[The Times] Two of Britain’s biggest telecoms bosses have this weekend come out against the government’s proposed £6-a-year levy on telephone lines, labelling it as an unfair “poll tax” that marks a backwards step for their industry.
The measure, planned for next year, is forecast to raise between £150m and £175m a year to go towards a superfast broadband network in one-third of the country where it is not commercially viable to build it.
“It is like a poll tax, a fixed figure for everyone,” said Charles Dunstone, chief executive of Carphone Warehouse, whose Talk Talk business has 4.25m broadband customers. “I don’t really know if the government can justify it to the electorate.”
Jeremy Darroch, boss of BSkyB, which has 2.1m broadband customers, 1.7m phone customers and is 39.1% owned by News Corporation, the ultimate parent of The Sunday Times, said: “There are hard-pressed people who see a phone-line as a necessity, but may have no interest in broadband.
“When competition has done a good job of driving down prices, we don’t want government policy to force costs up again.”

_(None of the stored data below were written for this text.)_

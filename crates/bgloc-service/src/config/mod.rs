//! Configuration file parsing for the location service
//!
//! Supports `config.toml` under the platform config directory, or any path
//! passed explicitly.

pub mod settings;
pub mod types;

pub use settings::{
    default_settings_path, init_settings_file, load_settings, save_settings, CONFIG_FILENAME,
};
pub use types::*;
//! Logging configuration using tracing

use std::path::PathBuf;
use tracing_appender::rolling::{RollingFileAppender, Rotation};
use tracing_subscriber::{fmt, prelude::*, EnvFilter};

use crate::error::Result;

/// Environment variable controlling the log filter
pub const LOG_ENV_VAR: &str = "BGLOC_LOG";

/// Initialize the logging subsystem
///
/// Logs are written to `~/.local/share/background-location/logs/`.
/// Log level is controlled by the `BGLOC_LOG` environment variable.
///
/// # Examples
/// ```bash
/// BGLOC_LOG=debug bgloc run scenario.toml
/// BGLOC_LOG=bgloc_service=trace bgloc run scenario.toml
/// ```
pub fn init() -> Result<()> {
    let log_dir = get_log_directory()?;
    std::fs::create_dir_all(&log_dir)?;

    let file_appender = RollingFileAppender::new(Rotation::DAILY, &log_dir, "bgloc.log");

    // Default to info for our crates, allow override via BGLOC_LOG
    let env_filter = EnvFilter::try_from_env(LOG_ENV_VAR).unwrap_or_else(|_| {
        EnvFilter::new("background_location=info,bgloc_service=info,bgloc_provider=info,warn")
    });

    tracing_subscriber::registry()
        .with(env_filter)
        .with(
            fmt::layer()
                .with_writer(file_appender)
                .with_ansi(false)
                .with_target(true)
                .with_thread_ids(false)
                .with_file(true)
                .with_line_number(true)
                .with_timer(fmt::time::ChronoLocal::new(
                    "%Y-%m-%d %H:%M:%S%.3f".to_string(),
                )),
        )
        .init();

    tracing::info!("═══════════════════════════════════════════════════════");
    tracing::info!("Background location service starting");
    tracing::info!("Log directory: {}", log_dir.display());
    tracing::info!("═══════════════════════════════════════════════════════");

    Ok(())
}

/// Get the log directory path
fn get_log_directory() -> Result<PathBuf> {
    let base = dirs::data_local_dir().unwrap_or_else(|| PathBuf::from("."));
    Ok(base.join("background-location").join("logs"))
}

The measure was a key plank of the communications minister Lord Carter’s Digital Britain report, unveiled last week.
“There are voices who have taken the very theological view that any kind of intervention is just bad,” Carter said this weekend. “I have to say I disagree. There is no evidence to support that beyond what I would call hard political theology.”
BT and Virgin Media, which hope to benefit most from the subsidy, declined to comment.